Item 5.  Other Events.

     On August 12, 1997, the following press release was issued in connection
with Level One Communications, Incorporated's proposed issuance of convertible
subordinated notes:

"SACRAMENTO, Calif., Aug. 12/PRNewswire/ -- Level One Communications,
Incorporated (Nasdaq: LEVL)(http://www.level1.com) announced on August 12, 1997,
                            ---------------------                               
that it intends, subject to market and other conditions, to raise $100 million
(excluding the proceeds of over allotment option, if any) through a private
offering of convertible subordinated notes within the United States to qualified
institutional investors and outside the United States to non-U.S. investors.

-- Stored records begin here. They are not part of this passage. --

//! Handoff Client Implementation

use crate::error::{Result, SdkError};
use crate::types::{
    ClearResponse, ItemResponse, ListResponse, PushResponse, SizeResponse, StatsResponse,
};
use jsonrpsee::core::client::ClientT;
use jsonrpsee::core::params::ObjectParams;
use jsonrpsee::http_client::{HttpClient, HttpClientBuilder};
use jsonrpsee::rpc_params;
use std::time::Duration;
use tracing::warn;

const DEFAULT_REQUEST_TIMEOUT: Duration = Duration::from_secs(30);

/// Headroom left between a blocking pop and the HTTP request carrying it
const POP_TIMEOUT_MARGIN: Duration = Duration::from_secs(1);

/// Handoff daemon client
///
/// # Example
///
/// ```no_run
/// use handoff_sdk::HandoffClient;
///
/// # async fn example() -> Result<(), Box<dyn std::error::Error>> {
/// let client = HandoffClient::connect("http://127.0.0.1:9527").await?;
/// # Ok(())
/// # }
/// ```
pub struct HandoffClient {
    client: HttpClient,
    request_timeout: Duration,
}

impl HandoffClient {
    /// Connect to a Handoff daemon
    ///
    /// # Arguments
    ///
    /// * `url` - RPC endpoint URL (e.g., `http://127.0.0.1:9527`)
    pub async fn connect(url: impl AsRef<str>) -> Result<Self> {
        Self::connect_with_timeout(url, DEFAULT_REQUEST_TIMEOUT).await
    }

    /// Connect with a custom HTTP request timeout
    ///
    /// Blocking pops are shortened to one second less than this timeout so
    /// they always finish inside it. A timeout of one second or less leaves
    /// no room to wait, and every `pop_with_timeout` becomes a plain `pop`.
    pub async fn connect_with_timeout(
        url: impl AsRef<str>,
        request_timeout: Duration,
    ) -> Result<Self> {
        let url = url.as_ref();

        let client = HttpClientBuilder::default()
            .request_timeout(request_timeout)
            .build(url)
            .map_err(|e| SdkError::InvalidEndpoint {
                url: url.to_string(),
                reason: e.to_string(),
            })?;

        Ok(Self {
            client,
            request_timeout,
        })
    }

    /// Push an item onto a queue, creating the queue if needed
    ///
    /// # Example
    ///
    /// ```no_run
    /// # use handoff_sdk::HandoffClient;
    /// # async fn example() -> Result<(), Box<dyn std::error::Error>> {
    /// # let client = HandoffClient::connect("http://127.0.0.1:9527").await?;
    /// let response = client.push("jobs", "user-42").await?;
    /// println!("jobs now holds {} items", response.length);
    /// # Ok(())
    /// # }
    /// ```
    pub async fn push(
        &self,
        queue: impl Into<String>,
        item: impl Into<String>,
    ) -> Result<PushResponse> {
        let mut params = ObjectParams::new();
        params.insert("queue", queue.into())?;
        params.insert("item", item.into())?;

        let response: PushResponse = self.client.request("queue.push.v1", params).await?;
        Ok(response)
    }

    /// Pop the front item without waiting
    pub async fn pop(&self, queue: impl Into<String>) -> Result<Option<String>> {
        self.pop_with_timeout(queue, 0).await
    }

    /// Pop the front item, waiting up to `timeout_ms` for one to arrive
    ///
    /// Returns `Ok(None)` when nothing arrived in time. The wait is capped
    /// just below the client's request timeout (and by the server's own limit).
    ///
    /// # Example
    ///
    /// ```no_run
    /// # use handoff_sdk::HandoffClient;
    /// # async fn example() -> Result<(), Box<dyn std::error::Error>> {
    /// # let client = HandoffClient::connect("http://127.0.0.1:9527").await?;
    /// match client.pop_with_timeout("jobs", 5_000).await? {
    ///     Some(item) => println!("Got {}", item),
    ///     None => println!("Nothing within 5s"),
    /// }
    /// # Ok(())
    /// # }
    /// ```
    pub async fn pop_with_timeout(
        &self,
        queue: impl Into<String>,
        timeout_ms: i64,
    ) -> Result<Option<String>> {
        let mut params = ObjectParams::new();
        params.insert("queue", queue.into())?;
        params.insert("timeout_ms", self.capped_pop_timeout(timeout_ms))?;

        let response: ItemResponse = self.client.request("queue.pop.v1", params).await?;
        Ok(response.item)
    }

    /// Front item without removing it
    pub async fn peek(&self, queue: impl Into<String>) -> Result<Option<String>> {
        let response: ItemResponse = self
            .client
            .request("queue.peek.v1", queue_params(queue)?)
            .await?;
        Ok(response.item)
    }

    /// Number of items in a queue
    pub async fn size(&self, queue: impl Into<String>) -> Result<usize> {
        let response: SizeResponse = self
            .client
            .request("queue.size.v1", queue_params(queue)?)
            .await?;
        Ok(response.length)
    }

    pub async fn is_empty(&self, queue: impl Into<String>) -> Result<bool> {
        let response: SizeResponse = self
            .client
            .request("queue.size.v1", queue_params(queue)?)
            .await?;
        Ok(response.is_empty)
    }

    /// Drop every item in a queue, returning how many were discarded
    pub async fn clear(&self, queue: impl Into<String>) -> Result<usize> {
        let response: ClearResponse = self
            .client
            .request("queue.clear.v1", queue_params(queue)?)
            .await?;
        Ok(response.cleared)
    }

    /// Names of every queue the daemon knows about (unordered)
    pub async fn list_queues(&self) -> Result<Vec<String>> {
        let response: ListResponse = self.client.request("queue.list.v1", rpc_params![]).await?;
        Ok(response.queues)
    }

    /// Per-queue counters and daemon uptime
    pub async fn stats(&self) -> Result<StatsResponse> {
        let response: StatsResponse = self.client.request("admin.stats.v1", rpc_params![]).await?;
        Ok(response)
    }

    fn capped_pop_timeout(&self, timeout_ms: i64) -> i64 {
        let max = self.max_pop_timeout_ms();
        if timeout_ms > max {
            warn!(
                requested_ms = timeout_ms,
                capped_ms = max,
                request_timeout_ms = self.request_timeout.as_millis() as u64,
                "Blocking pop shortened to fit the request timeout"
            );
            return max;
        }
        timeout_ms
    }

    fn max_pop_timeout_ms(&self) -> i64 {
        self.request_timeout
            .saturating_sub(POP_TIMEOUT_MARGIN)
            .as_millis()
            .try_into()
            .unwrap_or(i64::MAX)
    }
}

fn queue_params(queue: impl Into<String>) -> Result<ObjectParams> {
    let mut params = ObjectParams::new();
    params.insert("queue", queue.into())?;
    Ok(params)
}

"The Company stated that it intends to use the proceeds of the offering for
general corporate purposes, including capital expenditures and working capital.
In addition, the Company may apply a portion of the net proceeds to acquire
complementary businesses, products and technologies, none of which has of yet
been identified.

"The notes are expected to be convertible into shares of common stock and will
have a seven year term.  No other terms were disclosed.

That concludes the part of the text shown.